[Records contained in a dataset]
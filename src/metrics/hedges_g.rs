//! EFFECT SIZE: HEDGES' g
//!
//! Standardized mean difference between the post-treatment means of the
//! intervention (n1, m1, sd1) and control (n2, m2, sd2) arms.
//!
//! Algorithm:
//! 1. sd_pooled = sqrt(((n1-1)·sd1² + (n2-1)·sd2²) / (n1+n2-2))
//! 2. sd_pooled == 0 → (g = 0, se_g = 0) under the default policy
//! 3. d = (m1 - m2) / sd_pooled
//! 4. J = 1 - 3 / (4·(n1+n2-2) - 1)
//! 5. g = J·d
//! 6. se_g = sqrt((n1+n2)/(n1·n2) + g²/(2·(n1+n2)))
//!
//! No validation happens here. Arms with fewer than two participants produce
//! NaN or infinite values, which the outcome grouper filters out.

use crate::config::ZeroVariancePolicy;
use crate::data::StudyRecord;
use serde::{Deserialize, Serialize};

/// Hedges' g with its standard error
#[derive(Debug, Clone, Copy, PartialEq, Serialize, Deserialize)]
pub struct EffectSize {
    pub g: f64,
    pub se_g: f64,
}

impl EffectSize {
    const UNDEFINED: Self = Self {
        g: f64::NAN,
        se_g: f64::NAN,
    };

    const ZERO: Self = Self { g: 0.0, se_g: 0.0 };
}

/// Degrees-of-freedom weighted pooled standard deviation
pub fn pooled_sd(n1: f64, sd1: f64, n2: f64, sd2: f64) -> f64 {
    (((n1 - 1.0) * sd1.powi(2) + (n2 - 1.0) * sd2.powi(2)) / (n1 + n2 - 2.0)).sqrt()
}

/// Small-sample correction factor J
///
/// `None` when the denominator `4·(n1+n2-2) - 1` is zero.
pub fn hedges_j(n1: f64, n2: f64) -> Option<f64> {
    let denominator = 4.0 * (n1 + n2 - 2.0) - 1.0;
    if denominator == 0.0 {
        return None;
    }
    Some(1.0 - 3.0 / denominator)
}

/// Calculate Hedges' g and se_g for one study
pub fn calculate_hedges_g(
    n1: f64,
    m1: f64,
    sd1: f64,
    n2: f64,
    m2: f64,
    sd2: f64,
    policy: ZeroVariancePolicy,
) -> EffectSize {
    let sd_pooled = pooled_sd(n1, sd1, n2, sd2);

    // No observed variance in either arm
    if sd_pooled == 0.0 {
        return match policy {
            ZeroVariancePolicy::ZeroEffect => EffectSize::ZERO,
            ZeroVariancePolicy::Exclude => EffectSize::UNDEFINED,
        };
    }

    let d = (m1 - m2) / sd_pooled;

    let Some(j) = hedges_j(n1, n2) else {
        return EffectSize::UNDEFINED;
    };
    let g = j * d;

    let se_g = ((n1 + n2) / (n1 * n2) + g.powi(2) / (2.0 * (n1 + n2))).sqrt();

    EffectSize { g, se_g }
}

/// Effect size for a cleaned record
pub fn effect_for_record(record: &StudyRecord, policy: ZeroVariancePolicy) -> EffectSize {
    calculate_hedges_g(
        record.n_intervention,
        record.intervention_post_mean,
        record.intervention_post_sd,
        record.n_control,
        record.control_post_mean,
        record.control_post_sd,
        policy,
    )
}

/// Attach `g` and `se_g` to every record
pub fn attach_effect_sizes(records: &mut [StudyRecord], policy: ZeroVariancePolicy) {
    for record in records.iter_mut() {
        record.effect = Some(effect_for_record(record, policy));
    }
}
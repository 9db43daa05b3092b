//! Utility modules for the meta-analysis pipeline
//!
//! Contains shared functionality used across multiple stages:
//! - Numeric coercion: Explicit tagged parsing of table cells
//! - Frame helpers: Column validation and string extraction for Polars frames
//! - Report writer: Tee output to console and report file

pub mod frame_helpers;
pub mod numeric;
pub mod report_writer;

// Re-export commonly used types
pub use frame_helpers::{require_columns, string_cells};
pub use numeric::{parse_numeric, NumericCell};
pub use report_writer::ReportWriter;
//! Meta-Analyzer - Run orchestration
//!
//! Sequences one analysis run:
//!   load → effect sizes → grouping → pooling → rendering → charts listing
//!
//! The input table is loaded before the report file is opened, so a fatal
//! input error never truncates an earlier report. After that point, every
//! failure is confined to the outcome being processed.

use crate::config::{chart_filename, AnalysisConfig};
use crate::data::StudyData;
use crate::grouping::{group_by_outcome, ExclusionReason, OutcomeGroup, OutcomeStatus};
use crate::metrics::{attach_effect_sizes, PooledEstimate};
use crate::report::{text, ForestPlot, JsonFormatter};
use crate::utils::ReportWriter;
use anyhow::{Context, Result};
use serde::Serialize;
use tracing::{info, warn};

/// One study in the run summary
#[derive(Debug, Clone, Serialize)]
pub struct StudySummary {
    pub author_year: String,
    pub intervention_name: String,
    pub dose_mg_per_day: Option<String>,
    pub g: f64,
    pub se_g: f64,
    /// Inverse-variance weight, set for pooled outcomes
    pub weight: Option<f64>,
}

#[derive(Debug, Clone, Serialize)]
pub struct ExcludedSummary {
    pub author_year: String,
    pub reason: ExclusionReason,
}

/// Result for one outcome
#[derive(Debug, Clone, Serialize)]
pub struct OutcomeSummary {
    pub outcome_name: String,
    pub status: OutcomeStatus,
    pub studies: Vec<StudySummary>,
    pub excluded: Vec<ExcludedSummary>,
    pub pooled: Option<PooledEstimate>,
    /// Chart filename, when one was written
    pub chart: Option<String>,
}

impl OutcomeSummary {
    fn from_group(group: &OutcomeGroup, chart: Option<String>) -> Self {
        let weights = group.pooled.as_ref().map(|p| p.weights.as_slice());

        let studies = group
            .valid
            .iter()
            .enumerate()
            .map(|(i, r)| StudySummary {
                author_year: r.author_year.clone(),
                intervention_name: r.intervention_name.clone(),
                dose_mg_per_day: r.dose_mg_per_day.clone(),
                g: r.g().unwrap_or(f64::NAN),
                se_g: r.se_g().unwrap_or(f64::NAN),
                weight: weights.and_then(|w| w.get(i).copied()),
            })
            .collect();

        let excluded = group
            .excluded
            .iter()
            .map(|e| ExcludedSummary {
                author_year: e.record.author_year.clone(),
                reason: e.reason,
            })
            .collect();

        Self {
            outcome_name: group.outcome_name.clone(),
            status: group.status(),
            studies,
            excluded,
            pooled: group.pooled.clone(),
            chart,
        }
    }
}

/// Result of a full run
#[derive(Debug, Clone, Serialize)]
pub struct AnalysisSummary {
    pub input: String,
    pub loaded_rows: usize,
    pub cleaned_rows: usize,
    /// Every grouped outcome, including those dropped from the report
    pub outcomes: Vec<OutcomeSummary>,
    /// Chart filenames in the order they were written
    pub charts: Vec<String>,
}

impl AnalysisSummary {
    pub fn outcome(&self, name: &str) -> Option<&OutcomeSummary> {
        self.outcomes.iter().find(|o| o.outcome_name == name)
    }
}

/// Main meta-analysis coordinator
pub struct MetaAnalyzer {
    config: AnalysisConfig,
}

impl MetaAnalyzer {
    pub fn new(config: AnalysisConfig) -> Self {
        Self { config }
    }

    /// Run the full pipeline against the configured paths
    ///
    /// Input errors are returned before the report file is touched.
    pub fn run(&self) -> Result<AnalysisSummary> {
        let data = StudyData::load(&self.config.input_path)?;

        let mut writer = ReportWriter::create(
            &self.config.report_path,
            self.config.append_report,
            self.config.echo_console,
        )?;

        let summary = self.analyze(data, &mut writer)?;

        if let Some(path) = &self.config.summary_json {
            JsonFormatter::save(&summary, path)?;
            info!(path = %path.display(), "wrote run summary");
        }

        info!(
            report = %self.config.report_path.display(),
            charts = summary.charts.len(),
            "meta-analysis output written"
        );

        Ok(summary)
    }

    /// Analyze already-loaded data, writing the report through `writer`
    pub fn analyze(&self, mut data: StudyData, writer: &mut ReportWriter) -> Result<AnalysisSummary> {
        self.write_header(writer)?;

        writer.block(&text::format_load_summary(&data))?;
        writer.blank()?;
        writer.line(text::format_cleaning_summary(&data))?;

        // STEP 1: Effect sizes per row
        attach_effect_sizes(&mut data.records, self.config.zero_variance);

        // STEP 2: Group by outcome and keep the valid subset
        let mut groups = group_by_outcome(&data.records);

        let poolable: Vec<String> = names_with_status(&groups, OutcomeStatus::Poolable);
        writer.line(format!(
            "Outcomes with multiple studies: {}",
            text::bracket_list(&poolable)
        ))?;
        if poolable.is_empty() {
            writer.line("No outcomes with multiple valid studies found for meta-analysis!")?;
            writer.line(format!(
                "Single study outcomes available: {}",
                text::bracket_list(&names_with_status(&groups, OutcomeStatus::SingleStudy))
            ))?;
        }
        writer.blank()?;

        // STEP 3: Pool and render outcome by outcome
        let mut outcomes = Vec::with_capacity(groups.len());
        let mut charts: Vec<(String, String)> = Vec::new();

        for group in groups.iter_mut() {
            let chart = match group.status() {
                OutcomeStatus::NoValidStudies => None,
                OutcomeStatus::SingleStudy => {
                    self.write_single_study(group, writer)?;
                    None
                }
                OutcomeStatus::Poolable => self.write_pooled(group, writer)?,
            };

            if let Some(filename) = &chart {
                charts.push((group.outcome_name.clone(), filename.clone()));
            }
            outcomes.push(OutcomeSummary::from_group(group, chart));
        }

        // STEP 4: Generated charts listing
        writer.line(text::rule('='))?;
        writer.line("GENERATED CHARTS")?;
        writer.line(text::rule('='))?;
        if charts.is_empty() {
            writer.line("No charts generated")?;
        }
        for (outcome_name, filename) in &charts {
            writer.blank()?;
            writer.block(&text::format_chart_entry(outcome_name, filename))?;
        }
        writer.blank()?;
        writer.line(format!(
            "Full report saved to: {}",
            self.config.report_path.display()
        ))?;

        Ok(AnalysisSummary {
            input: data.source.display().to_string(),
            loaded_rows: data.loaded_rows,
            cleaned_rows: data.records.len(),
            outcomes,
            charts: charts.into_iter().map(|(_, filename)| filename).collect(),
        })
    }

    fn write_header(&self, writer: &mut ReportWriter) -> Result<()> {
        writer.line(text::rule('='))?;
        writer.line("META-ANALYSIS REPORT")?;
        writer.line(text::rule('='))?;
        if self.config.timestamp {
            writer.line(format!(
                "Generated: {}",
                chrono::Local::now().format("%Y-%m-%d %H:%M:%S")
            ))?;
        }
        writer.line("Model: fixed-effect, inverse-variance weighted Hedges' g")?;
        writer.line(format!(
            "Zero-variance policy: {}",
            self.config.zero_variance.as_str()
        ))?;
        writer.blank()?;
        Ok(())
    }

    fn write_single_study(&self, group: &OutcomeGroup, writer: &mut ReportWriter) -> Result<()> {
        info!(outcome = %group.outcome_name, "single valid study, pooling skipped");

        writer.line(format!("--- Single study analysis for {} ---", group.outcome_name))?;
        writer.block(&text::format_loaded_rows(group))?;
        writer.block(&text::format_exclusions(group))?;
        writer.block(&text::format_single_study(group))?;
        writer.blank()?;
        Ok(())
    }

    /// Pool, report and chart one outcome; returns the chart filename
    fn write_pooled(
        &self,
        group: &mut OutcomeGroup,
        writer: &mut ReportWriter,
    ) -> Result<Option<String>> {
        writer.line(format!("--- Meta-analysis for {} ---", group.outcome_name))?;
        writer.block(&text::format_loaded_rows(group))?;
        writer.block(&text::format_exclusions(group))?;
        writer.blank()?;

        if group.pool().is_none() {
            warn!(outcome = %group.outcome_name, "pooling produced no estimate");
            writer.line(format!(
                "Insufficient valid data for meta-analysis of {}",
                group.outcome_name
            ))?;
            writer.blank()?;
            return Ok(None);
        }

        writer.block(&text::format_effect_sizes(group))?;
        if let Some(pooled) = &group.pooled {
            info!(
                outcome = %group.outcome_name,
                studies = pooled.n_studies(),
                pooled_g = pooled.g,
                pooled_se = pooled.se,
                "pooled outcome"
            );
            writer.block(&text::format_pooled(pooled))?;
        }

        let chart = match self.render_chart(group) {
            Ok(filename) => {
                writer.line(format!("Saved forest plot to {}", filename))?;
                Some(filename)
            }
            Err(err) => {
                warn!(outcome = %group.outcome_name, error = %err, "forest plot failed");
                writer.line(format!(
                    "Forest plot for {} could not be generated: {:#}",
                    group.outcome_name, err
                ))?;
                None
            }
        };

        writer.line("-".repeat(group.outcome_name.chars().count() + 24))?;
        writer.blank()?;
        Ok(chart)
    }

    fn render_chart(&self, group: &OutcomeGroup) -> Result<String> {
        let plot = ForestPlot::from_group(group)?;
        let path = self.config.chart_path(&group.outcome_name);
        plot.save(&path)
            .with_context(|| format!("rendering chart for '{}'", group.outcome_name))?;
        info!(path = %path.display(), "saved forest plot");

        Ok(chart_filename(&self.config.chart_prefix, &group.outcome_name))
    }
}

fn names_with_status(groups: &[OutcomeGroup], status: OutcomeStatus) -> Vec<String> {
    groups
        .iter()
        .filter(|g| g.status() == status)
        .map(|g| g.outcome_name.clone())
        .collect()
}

TO DO:
Beginning at the opening line of the data, transcribe each line exactly until you reach the line with "grouper filters out.", which you also include, and go no further.

RESPONSE AREA:
filename src/metrics/hedges_g.rs
//! EFFECT SIZE: HEDGES' g
//!
//! Standardized mean difference between the post-treatment means of the
//! intervention (n1, m1, sd1) and control (n2, m2, sd2) arms.
//!
//! Algorithm:
//! 1. sd_pooled = sqrt(((n1-1)·sd1² + (n2-1)·sd2²) / (n1+n2-2))
//! 2. sd_pooled == 0 → (g = 0, se_g = 0) under the default policy
//! 3. d = (m1 - m2) / sd_pooled
//! 4. J = 1 - 3 / (4·(n1+n2-2) - 1)
//! 5. g = J·d
//! 6. se_g = sqrt((n1+n2)/(n1·n2) + g²/(2·(n1+n2)))
//!
//! No validation happens here. Arms with fewer than two participants produce
//! NaN or infinite values, which the outcome grouper filters out.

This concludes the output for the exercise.